Д. В. Григорович, говоря о возникновении своей повести из русской народной жизни «Антон Горемыка» (1847) подчёркивает точно такую же смену отчаяния и уверенности в своей работе:

«Бывали не только часы, но дни, когда, при всём усилии, я не мог положительно написать строчки. Я приходил в совершенное отчаяние, искренно убеждённый, что лишился способности писать. Такое состояние знакомо более или менее каждому писателю настолько же, насколько знакомо также то неожиданное нервное возбуждение, когда пишется легко и свободно без всякого принуждения. Последнее можно было бы назвать настроением, расположением, пожалуй, вдохновением, если б слова эти что-нибудь определяли. Как объяснить, в самом деле, таинственный процесс, внезапно охватывающий человека во время его работы? Чем объяснить, например, что опытный писатель часто бьётся как рыба об лёд в бессилии собрать мысли, в бесполезном старании набросать их на бумагу, сочинить иногда складно самое незатейливое простое письмо, и вдруг, без всякого повода, без всякой видимой, внешней причины, к тому же лицу возвращается вся бодрость духа, мысли проясняются, впечатления складываются в живые образы, слова, которые надо было высказать, напрашиваются как бы сами собою?» [1115]
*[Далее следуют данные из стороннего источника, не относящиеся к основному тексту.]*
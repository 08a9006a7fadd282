use crate::board::{Board, Mark};
use crate::error::SelectError;
use crate::outcome::{GameOutcome, evaluate};
use crate::random::{RandomGenerator, StandardRandomGenerator};
use tracing::{debug, instrument, trace};

/// Score of a win reached on the very first ply. Wins found deeper score less.
const WIN_SCORE: i32 = 10;

/// How hard the computer tries.
#[derive(Debug, Default, PartialEq, Eq, Hash, Copy, Clone)]
pub enum Difficulty {
    /// Any empty cell, picked uniformly at random.
    #[default]
    Easy,
    /// The game-theoretically best move, found by exhaustive minimax.
    Hard,
}

/// Chooses moves for the computer player.
pub struct MoveSelector<K: RandomGenerator = StandardRandomGenerator> {
    random: K,
    computer: Mark,
}

/// A builder for creating instances of `MoveSelector`.
pub struct MoveSelectorBuilder<K: RandomGenerator> {
    random_generator: K,
    computer_mark: Mark,
}

impl<K: RandomGenerator> MoveSelectorBuilder<K> {
    /// Sets the random number generator used on Easy difficulty.
    pub fn with_random_generator<R: RandomGenerator>(self, rg: R) -> MoveSelectorBuilder<R> {
        MoveSelectorBuilder {
            random_generator: rg,
            computer_mark: self.computer_mark,
        }
    }

    /// Sets the mark the computer plays. Defaults to `O`.
    pub fn with_computer_mark(mut self, mark: Mark) -> Self {
        self.computer_mark = mark;
        self
    }

    /// Builds the `MoveSelector` with the configured parameters.
    pub fn build(self) -> MoveSelector<K> {
        MoveSelector::with_parts(self.random_generator, self.computer_mark)
    }
}

impl<K: RandomGenerator> Default for MoveSelector<K> {
    fn default() -> Self {
        MoveSelector::with_parts(K::default(), Mark::O)
    }
}

impl MoveSelector<StandardRandomGenerator> {
    /// Creates a selector playing `O` with the standard random generator.
    pub fn new() -> Self {
        Self::default()
    }

    /// Returns a new builder for `MoveSelector`.
    pub fn builder() -> MoveSelectorBuilder<StandardRandomGenerator> {
        MoveSelectorBuilder {
            random_generator: StandardRandomGenerator,
            computer_mark: Mark::O,
        }
    }
}

impl<K: RandomGenerator> MoveSelector<K> {
    /// Creates a selector from a random generator and the mark the computer plays.
    pub fn with_parts(rg: K, computer: Mark) -> Self {
        Self {
            random: rg,
            computer,
        }
    }

    /// The mark this selector plays for.
    pub fn computer_mark(&self) -> Mark {
        self.computer
    }

    /// Picks the computer's next move on `board`.
    ///
    /// The returned index is always an empty cell. The board itself is never modified.
    ///
    /// # Errors
    ///
    /// [`SelectError::GameOver`] if somebody has already won and
    /// [`SelectError::NoMovesAvailable`] if the board is full.
    #[instrument(skip(self, board), fields(computer = %self.computer, moves = board.move_count()))]
    pub fn select_move(
        &mut self,
        board: &Board,
        difficulty: Difficulty,
    ) -> Result<usize, SelectError> {
        match evaluate(board) {
            GameOutcome::Win { .. } => return Err(SelectError::GameOver),
            GameOutcome::Draw => return Err(SelectError::NoMovesAvailable),
            GameOutcome::InProgress => {}
        }

        let chosen = match difficulty {
            Difficulty::Easy => random_move(board, &mut self.random),
            Difficulty::Hard => best_move(board, self.computer),
        }
        .ok_or(SelectError::NoMovesAvailable)?;

        debug!(index = chosen, "computer chose move");
        Ok(chosen)
    }

    /// Minimax score of every empty cell, in index order, from the computer's point of view.
    pub fn score_moves(&self, board: &Board) -> Vec<(usize, i32)> {
        score_moves(board, self.computer)
    }
}

/// Uniformly random empty cell.
pub fn random_move<K: RandomGenerator>(board: &Board, rg: &mut K) -> Option<usize> {
    rg.choose(&board.empty_cells()).copied()
}

/// The empty cell with the highest minimax score for `computer`.
///
/// Ties go to the lowest index.
pub fn best_move(board: &Board, computer: Mark) -> Option<usize> {
    let mut best: Option<(usize, i32)> = None;
    for (index, score) in score_moves(board, computer) {
        if best.is_none_or(|(_, best_score)| score > best_score) {
            best = Some((index, score));
        }
    }
    best.map(|(index, _)| index)
}

fn score_moves(board: &Board, computer: Mark) -> Vec<(usize, i32)> {
    board
        .empty_cells()
        .into_iter()
        .map(|index| {
            let score = minimax(board.with_mark(index, computer), 0, false, computer);
            trace!(index, score, "scored candidate");
            (index, score)
        })
        .collect()
}

/// Exhaustive minimax value of `board` for `computer`.
///
/// `depth` is the number of plies played since the real position and `maximizing` tells
/// whether `computer` is the side to move. A win scores `10 - depth`, a loss `depth - 10`
/// and a draw `0`, so quicker wins and slower losses are preferred.
pub fn minimax(board: Board, depth: i32, maximizing: bool, computer: Mark) -> i32 {
    match evaluate(&board) {
        GameOutcome::Win { mark, .. } if mark == computer => return WIN_SCORE - depth,
        GameOutcome::Win { .. } => return depth - WIN_SCORE,
        GameOutcome::Draw => return 0,
        GameOutcome::InProgress => {}
    }

    let to_move = if maximizing {
        computer
    } else {
        computer.opponent()
    };
    let scores = board
        .empty_cells()
        .into_iter()
        .map(|index| minimax(board.with_mark(index, to_move), depth + 1, !maximizing, computer));

    let best = if maximizing { scores.max() } else { scores.min() };
    // in progress implies at least one empty cell
    best.unwrap_or(0)
}
use crate::board::{Board, Cell, Mark, WIN_PATTERNS};

/// The state of a game as seen from a single board snapshot.
#[derive(Debug, PartialEq, Eq, Copy, Clone)]
pub enum GameOutcome {
    /// Nobody has won and there are empty cells left.
    InProgress,
    /// `mark` has three in a row along `line`.
    Win {
        mark: Mark,
        /// The winning pattern, as listed in [`WIN_PATTERNS`].
        line: [usize; 3],
    },
    /// Every cell is taken and nobody has won.
    Draw,
}

impl GameOutcome {
    /// The winning mark, or `None` while in progress or drawn.
    pub fn winner(&self) -> Option<Mark> {
        match self {
            GameOutcome::Win { mark, .. } => Some(*mark),
            _ => None,
        }
    }

    /// Returns `true` for a win or a draw.
    pub fn is_over(&self) -> bool {
        *self != GameOutcome::InProgress
    }
}

/// Determines whether someone has won, the game is drawn, or play continues.
///
/// Patterns are checked in the order of [`WIN_PATTERNS`] and the first complete line is reported.
pub fn evaluate(board: &Board) -> GameOutcome {
    let cells = board.cells();
    for line in WIN_PATTERNS {
        let [a, b, c] = line;
        if let Cell::Occupied(mark) = cells[a] {
            if cells[a] == cells[b] && cells[a] == cells[c] {
                return GameOutcome::Win { mark, line };
            }
        }
    }

    if board.is_full() {
        GameOutcome::Draw
    } else {
        GameOutcome::InProgress
    }
}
Документом об усилиях такого рода при создании более значительного произведения являются свидетельства Андре Жида о происхождении своего романа «Фальшивомонетчики». В «Дневнике фальшивомонетчиков» (1927) он ставит себе задачу — проследить внутреннюю и внешнюю историю своего произведения, отмечая там, что является делом вдохновения и делом обсуждения, ход исполнения, более быстрый или замедленный, уяснение интриги и характеров, условия работы вообще. Установив план первых глав в октябре 1921 г. и заложив таким образом «фундамент здания», он прерывает своей труд в тот момент, когда инертная масса начинает «колебаться». Вот некоторые из его самонаблюдений, столь любопытные для психолога творчества.

«Много вечеров вертел и вбивал текст в свою голову, не достигнув ни малейшего уплотнения, но и не теряя уверенности, что оно наступит. Странная жидкая материя, которая вначале длительное время сопротивляется затвердению, но в которой посредством неустанной раскачки и ломки твёрдые частицы соединяются и выделяются наконец из сыворотки. Теперь я уже держу вещество, которое надо только умять и вымесить. Если бы человек заранее не знал из опыта, что посредством усиленной ломки и раскачки пенистого хаоса достигнет чуда, он бы отказался от игры».

Когда после перерыва концентрации ввиду какого-то путешествия Андре Жид снова начинает писать, то первые 30 страниц удаются ему «без особого труда» (currento calamo), так как всё ясно и готово. Однако в течение дальнейшей работы некоторые характеры оказываются всё ещё очерченными неопределённо, а иные затемнены. Написав 17 глав, автор испытывает чувство, что книга приобрела «свою собственную жизнь»: «будто развивающееся растение; мозг является только вазой с землёй, которая питает и держит его». Он не хочет ускорять естественное созревание, позволяя образам постепенно раскрываться, наблюдая только за ними и записывая их диалоги, не зная, «кто они и что он будет делать с ними». Об одном из героев он говорит: «Я его недостаточно знал, когда он вторгся в мою книгу. Он намного интереснее, чем я мог подозревать». Будучи в хорошем настроении, автор работает спокойно и продолжительно, но в каждой новой главе наталкивается на трудности, которых не испытывал в других своих книгах. «Или же, — спрашивает он себя, — трудности при их создании стёрлись в моей памяти, как забываются родовые боли после рождения ребёнка» [1116].